Another key area of this research deals with the organizational aspects of industrial ecology, such as the strategic interests of those involved and the coordination, collaboration and governance issues necessary to align those interests (Boons and Baas, 1997; Esty and Porter, 1998; Lifset, 2008). Other topics addressed within the field include how life-cycle analysis, life-cycle management and life-cycle costing can be used to promote resource efficiency, and the use of reverse and forward logistics to improve operations management. Hitherto, the main thrust of this research emphasis has been on how to change production patterns, but there is a budding interest for changing consumption patterns as well (Hertwich, 2005).

The lay of the land in B&NE research?

As this chapter shows, there is a wide landscape of research within the B&NE field.
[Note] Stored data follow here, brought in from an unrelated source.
//! The state container the router owns.

use crate::{
    ChatLog, IgnoreReason, Lobby, LobbyId, Session, SessionIdentity, StaleRef, TransferRegistry,
};

/// Everything the client knows.
///
/// Owned by the [`crate::EventRouter`]; everyone else gets `&ClientState`.
#[derive(Debug, Clone)]
pub struct ClientState<I> {
    pub(crate) session: Session,
    pub(crate) lobby: Option<Lobby>,
    pub(crate) chat: ChatLog,
    pub(crate) transfers: TransferRegistry<I>,
}

impl<I> ClientState<I> {
    /// Fresh state: no lobby, empty chat, no transfers.
    pub fn new(identity: SessionIdentity) -> Self {
        Self {
            session: Session::new(identity),
            lobby: None,
            chat: ChatLog::new(),
            transfers: TransferRegistry::new(),
        }
    }

    /// Session facts.
    pub fn session(&self) -> &Session {
        &self.session
    }

    /// Current lobby.
    pub fn lobby(&self) -> Option<&Lobby> {
        self.lobby.as_ref()
    }

    /// Chat log of the current lobby.
    pub fn chat(&self) -> &ChatLog {
        &self.chat
    }

    /// File transfers.
    pub fn transfers(&self) -> &TransferRegistry<I> {
        &self.transfers
    }

    /// Id of the current lobby.
    pub fn lobby_id(&self) -> Option<LobbyId> {
        self.lobby.as_ref().map(|lobby| lobby.id)
    }

    /// Whether we own the current lobby.
    pub fn is_host(&self) -> bool {
        match (&self.lobby, self.session.self_id()) {
            (Some(lobby), Some(self_id)) => lobby.is_owner(self_id),
            _ => false,
        }
    }

    /// Current lobby, checked against the lobby an event names.
    ///
    /// `None` accepts any current lobby.
    pub(crate) fn scoped_lobby(
        &mut self,
        lobby_id: Option<LobbyId>,
    ) -> Result<&mut Lobby, IgnoreReason> {
        let lobby = self.lobby.as_mut().ok_or(IgnoreReason::NotInLobby)?;
        match lobby_id {
            Some(event) if event != lobby.id => {
                Err(IgnoreReason::Stale(StaleRef::Lobby { event, current: lobby.id }))
            },
            _ => Ok(lobby),
        }
    }
}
The diversity of topics, empirical areas and theoretical frameworks denote a vibrant research landscape that examines the B&NE topic from a multitude of angles. Although there is a detected waning of interest in strictly business and the natural environment topics (as evidenced by a drop in research papers labeled with those topics, as shown in figures 2.4 and 2.5), there is a strong interest in the further development of some of the sub-level issues that comprise the field, such as circular economy, disclosure and reporting, supply chain management and many others. Theoretically focused work, as in institutional and stakeholder theory, continues its development and these conceptual models are being put to widespread use in a number of empirical domains pertaining to corporate social and environmental performance. As the B&NE field has evolved, issues of theoretical and conceptual grounding as well as methods used have come to figure more prominently, which is a development that mirrors that in organization and management research more generally. In the next chapter, we will assess the directions in which this B&NE research domain may be going.